For this listing, the lines between the one holding "filename src/strategies/iceberg.rs" and the one holding "Some(secs) if secs == 0.0", inclusive, must be set down exactly.

▬▬▬

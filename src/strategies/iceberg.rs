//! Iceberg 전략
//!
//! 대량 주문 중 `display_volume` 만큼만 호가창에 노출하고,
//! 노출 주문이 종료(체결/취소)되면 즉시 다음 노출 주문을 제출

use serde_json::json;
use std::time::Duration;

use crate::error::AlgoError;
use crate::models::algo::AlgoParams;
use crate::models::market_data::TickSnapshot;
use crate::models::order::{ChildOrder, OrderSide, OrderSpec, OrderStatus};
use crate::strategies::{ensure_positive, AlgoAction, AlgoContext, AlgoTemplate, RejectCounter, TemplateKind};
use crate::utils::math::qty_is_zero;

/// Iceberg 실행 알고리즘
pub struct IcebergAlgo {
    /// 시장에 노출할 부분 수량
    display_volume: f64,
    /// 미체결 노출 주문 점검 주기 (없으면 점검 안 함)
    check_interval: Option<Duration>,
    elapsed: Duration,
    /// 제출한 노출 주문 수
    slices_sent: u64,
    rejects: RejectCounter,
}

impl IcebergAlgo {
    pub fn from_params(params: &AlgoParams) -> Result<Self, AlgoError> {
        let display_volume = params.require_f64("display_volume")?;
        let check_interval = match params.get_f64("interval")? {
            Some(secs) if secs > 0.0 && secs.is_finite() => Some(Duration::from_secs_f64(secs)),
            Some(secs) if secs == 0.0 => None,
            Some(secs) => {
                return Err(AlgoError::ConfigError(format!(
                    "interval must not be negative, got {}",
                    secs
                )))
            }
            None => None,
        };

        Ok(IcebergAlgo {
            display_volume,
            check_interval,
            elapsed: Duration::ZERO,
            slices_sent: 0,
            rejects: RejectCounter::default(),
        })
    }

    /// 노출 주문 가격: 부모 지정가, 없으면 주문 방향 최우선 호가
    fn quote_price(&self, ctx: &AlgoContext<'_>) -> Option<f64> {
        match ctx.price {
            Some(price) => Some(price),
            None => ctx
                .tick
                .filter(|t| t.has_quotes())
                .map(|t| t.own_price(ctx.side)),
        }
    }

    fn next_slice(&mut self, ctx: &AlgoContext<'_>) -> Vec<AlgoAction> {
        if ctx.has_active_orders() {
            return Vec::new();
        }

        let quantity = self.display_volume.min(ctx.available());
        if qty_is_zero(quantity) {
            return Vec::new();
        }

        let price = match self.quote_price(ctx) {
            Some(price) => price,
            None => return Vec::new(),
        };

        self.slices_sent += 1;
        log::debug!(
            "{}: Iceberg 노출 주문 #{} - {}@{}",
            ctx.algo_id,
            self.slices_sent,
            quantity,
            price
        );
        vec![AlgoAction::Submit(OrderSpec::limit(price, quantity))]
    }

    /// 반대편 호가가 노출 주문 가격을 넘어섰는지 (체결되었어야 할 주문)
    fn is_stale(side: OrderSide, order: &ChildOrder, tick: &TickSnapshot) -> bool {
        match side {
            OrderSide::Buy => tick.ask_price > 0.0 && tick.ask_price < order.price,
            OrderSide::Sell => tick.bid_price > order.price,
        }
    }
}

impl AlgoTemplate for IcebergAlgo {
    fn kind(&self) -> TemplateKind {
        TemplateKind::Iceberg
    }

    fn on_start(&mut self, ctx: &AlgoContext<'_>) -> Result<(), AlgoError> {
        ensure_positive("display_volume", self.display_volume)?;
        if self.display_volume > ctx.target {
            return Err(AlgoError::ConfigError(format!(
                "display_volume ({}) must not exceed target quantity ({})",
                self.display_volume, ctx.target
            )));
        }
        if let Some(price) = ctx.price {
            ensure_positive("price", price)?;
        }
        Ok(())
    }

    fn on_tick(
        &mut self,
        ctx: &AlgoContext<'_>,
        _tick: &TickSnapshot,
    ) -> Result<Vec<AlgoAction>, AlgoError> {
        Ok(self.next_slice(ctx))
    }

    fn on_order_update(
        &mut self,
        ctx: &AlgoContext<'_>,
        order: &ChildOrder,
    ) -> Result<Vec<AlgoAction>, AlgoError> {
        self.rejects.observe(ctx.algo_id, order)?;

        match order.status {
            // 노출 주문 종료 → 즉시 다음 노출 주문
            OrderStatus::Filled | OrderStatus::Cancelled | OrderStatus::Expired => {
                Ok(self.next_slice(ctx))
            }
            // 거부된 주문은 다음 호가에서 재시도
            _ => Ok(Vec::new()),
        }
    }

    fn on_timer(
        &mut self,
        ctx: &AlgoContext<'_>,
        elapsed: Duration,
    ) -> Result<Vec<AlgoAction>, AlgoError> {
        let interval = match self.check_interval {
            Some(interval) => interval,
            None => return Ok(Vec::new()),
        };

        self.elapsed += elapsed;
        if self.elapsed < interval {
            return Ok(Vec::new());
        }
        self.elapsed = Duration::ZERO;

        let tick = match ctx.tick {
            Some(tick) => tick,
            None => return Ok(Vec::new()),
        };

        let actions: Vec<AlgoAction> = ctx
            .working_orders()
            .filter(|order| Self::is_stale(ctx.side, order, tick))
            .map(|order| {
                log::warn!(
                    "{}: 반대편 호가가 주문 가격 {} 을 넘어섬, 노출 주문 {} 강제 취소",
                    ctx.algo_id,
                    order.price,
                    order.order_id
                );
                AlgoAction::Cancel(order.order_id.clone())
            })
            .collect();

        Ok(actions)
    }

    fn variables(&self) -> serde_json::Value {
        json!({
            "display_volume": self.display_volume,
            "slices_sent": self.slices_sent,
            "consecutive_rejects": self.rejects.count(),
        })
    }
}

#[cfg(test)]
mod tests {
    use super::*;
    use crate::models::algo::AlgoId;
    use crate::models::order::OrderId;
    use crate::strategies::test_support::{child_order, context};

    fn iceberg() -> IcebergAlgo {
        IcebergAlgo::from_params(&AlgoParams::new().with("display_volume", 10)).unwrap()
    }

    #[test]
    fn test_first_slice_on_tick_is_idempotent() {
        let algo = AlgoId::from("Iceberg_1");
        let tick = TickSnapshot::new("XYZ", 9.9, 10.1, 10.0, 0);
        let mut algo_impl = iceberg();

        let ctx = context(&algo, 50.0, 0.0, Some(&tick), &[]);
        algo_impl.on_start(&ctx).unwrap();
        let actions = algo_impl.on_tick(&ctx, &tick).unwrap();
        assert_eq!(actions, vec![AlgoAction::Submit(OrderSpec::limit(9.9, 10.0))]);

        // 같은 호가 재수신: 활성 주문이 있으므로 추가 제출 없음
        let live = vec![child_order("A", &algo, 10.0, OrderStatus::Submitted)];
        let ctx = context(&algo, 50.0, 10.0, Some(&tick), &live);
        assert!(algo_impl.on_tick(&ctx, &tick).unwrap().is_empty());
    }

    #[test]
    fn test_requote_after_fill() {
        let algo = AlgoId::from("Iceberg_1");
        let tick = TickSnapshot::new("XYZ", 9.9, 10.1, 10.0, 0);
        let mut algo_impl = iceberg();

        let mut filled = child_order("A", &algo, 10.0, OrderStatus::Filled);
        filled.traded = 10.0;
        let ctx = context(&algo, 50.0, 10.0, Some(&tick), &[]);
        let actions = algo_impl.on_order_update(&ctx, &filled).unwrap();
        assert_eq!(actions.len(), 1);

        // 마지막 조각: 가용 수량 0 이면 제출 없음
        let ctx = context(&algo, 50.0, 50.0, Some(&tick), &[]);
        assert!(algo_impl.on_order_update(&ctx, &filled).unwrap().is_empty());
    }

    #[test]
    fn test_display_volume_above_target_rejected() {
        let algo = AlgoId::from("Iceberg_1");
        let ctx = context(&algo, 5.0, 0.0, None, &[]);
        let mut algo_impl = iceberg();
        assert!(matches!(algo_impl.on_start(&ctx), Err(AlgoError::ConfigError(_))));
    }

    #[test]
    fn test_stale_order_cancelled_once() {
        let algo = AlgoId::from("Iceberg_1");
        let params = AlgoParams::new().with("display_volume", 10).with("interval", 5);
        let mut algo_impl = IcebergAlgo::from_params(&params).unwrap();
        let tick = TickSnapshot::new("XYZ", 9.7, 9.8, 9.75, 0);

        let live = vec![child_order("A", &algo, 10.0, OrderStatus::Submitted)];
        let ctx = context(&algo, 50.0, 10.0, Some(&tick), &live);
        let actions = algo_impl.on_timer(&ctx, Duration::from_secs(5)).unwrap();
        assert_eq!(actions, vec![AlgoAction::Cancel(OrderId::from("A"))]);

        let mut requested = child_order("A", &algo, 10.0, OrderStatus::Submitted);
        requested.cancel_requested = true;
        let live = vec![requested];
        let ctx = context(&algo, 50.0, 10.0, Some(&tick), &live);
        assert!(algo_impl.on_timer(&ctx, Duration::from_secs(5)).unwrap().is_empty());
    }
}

▬▬▬

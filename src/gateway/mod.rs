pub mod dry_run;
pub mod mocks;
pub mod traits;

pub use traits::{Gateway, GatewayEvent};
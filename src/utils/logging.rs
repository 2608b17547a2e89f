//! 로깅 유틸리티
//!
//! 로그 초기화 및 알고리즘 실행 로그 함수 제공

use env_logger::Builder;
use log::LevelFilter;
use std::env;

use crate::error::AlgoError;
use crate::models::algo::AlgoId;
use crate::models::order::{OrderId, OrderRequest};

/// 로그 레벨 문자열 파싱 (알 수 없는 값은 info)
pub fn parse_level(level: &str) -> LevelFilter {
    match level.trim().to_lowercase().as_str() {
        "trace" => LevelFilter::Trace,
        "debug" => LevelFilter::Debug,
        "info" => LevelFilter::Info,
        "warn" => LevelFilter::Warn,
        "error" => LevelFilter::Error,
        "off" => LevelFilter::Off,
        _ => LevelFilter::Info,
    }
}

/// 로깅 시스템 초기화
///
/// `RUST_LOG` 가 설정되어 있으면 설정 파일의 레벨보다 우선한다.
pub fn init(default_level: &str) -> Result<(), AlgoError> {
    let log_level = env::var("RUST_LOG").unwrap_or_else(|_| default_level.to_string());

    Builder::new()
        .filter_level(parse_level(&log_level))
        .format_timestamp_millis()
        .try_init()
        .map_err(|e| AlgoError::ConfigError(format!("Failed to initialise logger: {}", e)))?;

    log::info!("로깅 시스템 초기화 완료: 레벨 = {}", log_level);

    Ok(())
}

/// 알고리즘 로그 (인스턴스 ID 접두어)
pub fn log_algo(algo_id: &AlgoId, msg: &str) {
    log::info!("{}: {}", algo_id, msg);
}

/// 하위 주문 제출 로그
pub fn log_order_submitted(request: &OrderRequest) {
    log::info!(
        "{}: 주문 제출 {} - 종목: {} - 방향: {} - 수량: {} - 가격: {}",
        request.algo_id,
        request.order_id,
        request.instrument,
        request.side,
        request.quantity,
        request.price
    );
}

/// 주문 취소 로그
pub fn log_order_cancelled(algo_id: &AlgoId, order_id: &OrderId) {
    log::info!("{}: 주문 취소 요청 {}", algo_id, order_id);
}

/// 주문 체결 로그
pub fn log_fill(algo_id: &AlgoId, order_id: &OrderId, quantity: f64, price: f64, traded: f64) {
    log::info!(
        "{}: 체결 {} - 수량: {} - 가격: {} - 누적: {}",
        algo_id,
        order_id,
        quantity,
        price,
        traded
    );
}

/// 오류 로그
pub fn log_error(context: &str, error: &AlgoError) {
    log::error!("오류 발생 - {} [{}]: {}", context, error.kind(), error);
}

▬▬▬

EXERCISE SOLUTION:
filename src/strategies/iceberg.rs
//! Iceberg 전략
//!
//! 대량 주문 중 `display_volume` 만큼만 호가창에 노출하고,
//! 노출 주문이 종료(체결/취소)되면 즉시 다음 노출 주문을 제출

use serde_json::json;
use std::time::Duration;

use crate::error::AlgoError;
use crate::models::algo::AlgoParams;
use crate::models::market_data::TickSnapshot;
use crate::models::order::{ChildOrder, OrderSide, OrderSpec, OrderStatus};
use crate::strategies::{ensure_positive, AlgoAction, AlgoContext, AlgoTemplate, RejectCounter, TemplateKind};
use crate::utils::math::qty_is_zero;

/// Iceberg 실행 알고리즘
pub struct IcebergAlgo {
    /// 시장에 노출할 부분 수량
    display_volume: f64,
    /// 미체결 노출 주문 점검 주기 (없으면 점검 안 함)
    check_interval: Option<Duration>,
    elapsed: Duration,
    /// 제출한 노출 주문 수
    slices_sent: u64,
    rejects: RejectCounter,
}

impl IcebergAlgo {
    pub fn from_params(params: &AlgoParams) -> Result<Self, AlgoError> {
        let display_volume = params.require_f64("display_volume")?;
        let check_interval = match params.get_f64("interval")? {
            Some(secs) if secs > 0.0 && secs.is_finite() => Some(Duration::from_secs_f64(secs)),
            Some(secs) if secs == 0.0 => None,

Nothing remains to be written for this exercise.